After entering the password, you will be taken to the MySQL/MariaDB client prompt.
[root@localhost ~]# mysql -u root -p Enter password: Welcome to the MariaDB monitor. Commands end with ; or \g. Your MariaDB connection id is 83 Server version: 5.5.52-MariaDB MariaDB Server Copyright (c) 2000, 2016, Oracle, MariaDB Corporation Ab and others. Type 'help;' or '\h' for help. Type '\c' to clear the current input statement. MariaDB [(none)]>
Create, select, and drop a database
Create a Database
Use CREATE DATABASE[database name]; to create a database. For example, to create a database named testdb the command is:
CREATE DATABASE testdb;
List and Select a Database
Use SHOW DATABASES; to list all available databases:
MariaDB [(none)]> SHOW DATABASES; +--------------------+ | Database | +--------------------+ | information_schema | | mysql | | performance_schema | | testdb | +--------------------+ 4 rows in set (0.00 sec)
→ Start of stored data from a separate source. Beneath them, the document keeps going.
//! Structured entries: a native `ContractFolderStatus` tree inside the entry
//!
//! The tree is deeper than the legacy document (party, project, lot and
//! result blocks). The entry summary line is parsed as a fallback for the
//! identifier, authority, amount and status.

use super::{decimal_at, flag, text_at, AwardResult, AwardedCompany, ExtractedRecord, FormatHandler, Lot};
use crate::error::Result;
use crate::feed::{EntryContent, FeedEntry, XmlElement};
use crate::normalize::money::parse_decimal;
use bigdecimal::BigDecimal;
use tracing::debug;

const CONTRACT_FOLDER: &str = "ContractFolderStatus";

pub struct CodiceHandler;

impl FormatHandler for CodiceHandler {
    fn name(&self) -> &'static str {
        "codice"
    }

    fn can_handle(&self, entry: &FeedEntry) -> bool {
        matches!(entry.content, Some(EntryContent::Structured(_)))
    }

    fn parse(&self, entry: &FeedEntry) -> Result<Option<ExtractedRecord>> {
        let Some(EntryContent::Structured(tree)) = &entry.content else {
            return Ok(None);
        };
        let Some(folder) = tree.descendant(CONTRACT_FOLDER) else {
            debug!(entry = %entry.entry_id, element = %tree.name, "No ContractFolderStatus in entry");
            return Ok(None);
        };

        let mut record = extract_folder(folder);
        if record.contract_object.is_none() {
            record.contract_object = Some(entry.title.clone());
        }
        if let Some(summary) = entry.summary.as_deref() {
            fill_from_summary(&mut record, &SummaryLine::parse(summary));
        }
        Ok(Some(record))
    }
}

fn extract_folder(folder: &XmlElement) -> ExtractedRecord {
    let mut record = ExtractedRecord {
        expedition_number: text_at(folder, "ContractFolderID"),
        status: text_at(folder, "ContractFolderStatusCode"),
        ..ExtractedRecord::default()
    };

    if let Some(party) = folder.find("LocatedContractingParty") {
        read_contracting_party(party, &mut record);
    }
    if let Some(project) = folder.child("ProcurementProject") {
        read_project(project, &mut record);
    }
    if let Some(process) = folder.child("TenderingProcess") {
        record.procedure_type = text_at(process, "ProcedureCode");
        record.system_type = text_at(process, "ProcurementSystemCode");
        record.processing_type = text_at(process, "UrgencyCode");
        record.offer_presentation_form = text_at(process, "SubmissionMethodCode");
        record.submission_deadline = text_at(process, "TenderSubmissionDeadlinePeriod/EndDate");
    }

    record.lots = folder
        .children_named("ProcurementProjectLot")
        .map(read_lot)
        .collect();
    record.results = folder.children_named("TenderResult").map(read_result).collect();

    record.first_publication_date = folder
        .children_named("ValidNoticeInfo")
        .flat_map(|notice| notice.descendants("IssueDate"))
        .filter_map(XmlElement::text)
        .min()
        .map(str::to_string);

    record
}

fn read_contracting_party(located: &XmlElement, record: &mut ExtractedRecord) {
    record.authority_profile_link = text_at(located, "BuyerProfileURIID");
    record.administration_type = text_at(located, "ContractingPartyTypeCode");

    let Some(party) = located.child("Party") else {
        return;
    };
    record.contracting_authority = text_at(party, "PartyName/Name");
    record.authority_phone = text_at(party, "Contact/Telephone");
    record.postal_code = text_at(party, "PostalAddress/PostalZone");

    for identification in party.children_named("PartyIdentification") {
        let Some(id) = identification.child("ID") else {
            continue;
        };
        let value = id.text().map(str::to_string);
        match id.attr("schemeName") {
            Some("DIR3") => record.authority_dir3 = value,
            Some("NIF") => record.authority_tax_id = value,
            Some("ID_PLATAFORMA") => record.authority_id_placsp = value,
            _ => {},
        }
    }
}

fn read_project(project: &XmlElement, record: &mut ExtractedRecord) {
    record.contract_object = text_at(project, "Name");
    record.contract_type = text_at(project, "TypeCode");
    record.cpv_code = text_at(project, "RequiredCommodityClassification/ItemClassificationCode");

    if let Some(budget) = project.child("BudgetAmount") {
        record.estimated_value = decimal_at(budget, "EstimatedOverallContractAmount");
        record.budget_without_taxes = decimal_at(budget, "TaxExclusiveAmount");
        record.budget_with_taxes = decimal_at(budget, "TotalAmount");
    }

    if let Some(location) = project.child("RealizedLocation") {
        record.execution_place_name = text_at(location, "CountrySubentity");
        record.execution_place_nuts = text_at(location, "CountrySubentityCode");
        record.municipality = text_at(location, "Address/CityName");
        if record.postal_code.is_none() {
            record.postal_code = text_at(location, "Address/PostalZone");
        }
    }
}

fn read_lot(lot: &XmlElement) -> Lot {
    let project = lot.child("ProcurementProject");
    let budget = project.and_then(|p| p.child("BudgetAmount"));

    Lot {
        lot_number: text_at(lot, "ID"),
        object: project.and_then(|p| text_at(p, "Name")),
        budget_without_taxes: budget.and_then(|b| decimal_at(b, "TaxExclusiveAmount")),
        budget_with_taxes: budget.and_then(|b| decimal_at(b, "TotalAmount")),
        cpv_code: project
            .and_then(|p| text_at(p, "RequiredCommodityClassification/ItemClassificationCode")),
        execution_place: project.and_then(|p| text_at(p, "RealizedLocation/CountrySubentity")),
    }
}

fn read_result(result: &XmlElement) -> AwardResult {
    // Amounts of the awarded project apply to every winning party of the result
    let totals = result.find("AwardedTenderedProject/LegalMonetaryTotal");
    let total_without = totals.and_then(|t| decimal_at(t, "TaxExclusiveAmount"));
    let total_with = totals.and_then(|t| decimal_at(t, "PayableAmount"));
    let sme = text_at(result, "SMEAwardedIndicator").map(|v| flag(&v));

    let mut companies: Vec<AwardedCompany> = result
        .children_named("WinningParty")
        .map(|party| AwardedCompany {
            name: text_at(party, "PartyName/Name"),
            id_type: party
                .find("PartyIdentification/ID")
                .and_then(|id| id.attr("schemeName"))
                .map(str::to_string),
            tax_id: text_at(party, "PartyIdentification/ID"),
            is_sme: sme,
            amount_without_taxes: total_without.clone(),
            amount_with_taxes: total_with.clone(),
        })
        .collect();
    companies.extend(result.children_named("AwardedSupplier").map(read_supplier));

    AwardResult {
        lot_number: text_at(result, "AwardedTenderedProject/ProcurementProjectLotID"),
        status: text_at(result, "ResultCode"),
        award_date: text_at(result, "AwardDate"),
        offers_received: text_at(result, "ReceivedTenderQuantity").and_then(|v| v.parse().ok()),
        lowest_offer: decimal_at(result, "LowerTenderAmount"),
        highest_offer: decimal_at(result, "HigherTenderAmount"),
        abnormally_low_excluded: text_at(result, "AbnormallyLowTendersIndicator").map(|v| flag(&v)),
        contract_number: text_at(result, "Contract/ID"),
        formalization_date: text_at(result, "Contract/IssueDate"),
        entry_into_force_date: text_at(result, "StartDate"),
        companies,
    }
}

fn read_supplier(supplier: &XmlElement) -> AwardedCompany {
    let party = supplier.find("SupplierParty/Party");
    let id = party.and_then(|p| p.find("PartyIdentification/ID"));

    AwardedCompany {
        name: party.and_then(|p| text_at(p, "PartyName/Name")),
        id_type: id.and_then(|i| i.attr("schemeName")).map(str::to_string),
        tax_id: id.and_then(XmlElement::text).map(str::to_string),
        is_sme: text_at(supplier, "SMEIndicator").map(|v| flag(&v)),
        amount_without_taxes: decimal_at(supplier, "AwardAmount/TaxExclusiveAmount"),
        amount_with_taxes: decimal_at(supplier, "AwardAmount/TotalAmount"),
    }
}

/// Key fields of the human-readable summary
///
/// `Id licitación: X; Órgano de Contratación: Y; Importe: Z EUR; Estado: W`
#[derive(Debug, Default, PartialEq)]
pub struct SummaryLine {
    pub id: Option<String>,
    pub authority: Option<String>,
    pub amount: Option<BigDecimal>,
    pub status: Option<String>,
}

impl SummaryLine {
    pub fn parse(summary: &str) -> Self {
        let mut line = SummaryLine::default();
        for part in summary.split(';') {
            let Some((key, value)) = part.split_once(':') else {
                continue;
            };
            let value = value.trim();
            if value.is_empty() {
                continue;
            }
            match key.trim().to_lowercase().as_str() {
                "id licitación" | "id licitacion" => line.id = Some(value.to_string()),
                "órgano de contratación" | "organo de contratacion" => {
                    line.authority = Some(value.to_string())
                },
                "importe" => line.amount = parse_decimal(value),
                "estado" => line.status = Some(value.to_string()),
                _ => {},
            }
        }
        line
    }
}

fn fill_from_summary(record: &mut ExtractedRecord, line: &SummaryLine) {
    if record.expedition_number.is_none() {
        record.expedition_number = line.id.clone();
    }
    if record.contracting_authority.is_none() {
        record.contracting_authority = line.authority.clone();
    }
    if record.budget_without_taxes.is_none() {
        record.budget_without_taxes = line.amount.clone();
    }
    if record.status.is_none() {
        record.status = line.status.clone();
    }
}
Use USE[database name]; to connect to a database and select it for use:
MariaDB [(none)]> USE testdb; Database changed
Drop a Database
If you want to delete a database, use DROP DATABASE[database name]. For example, to delete the testdb database, enter the following command in the terminal:
DROP DATABASE testdb;
To exit the client, type:
Hit Enter to confirm exiting the client.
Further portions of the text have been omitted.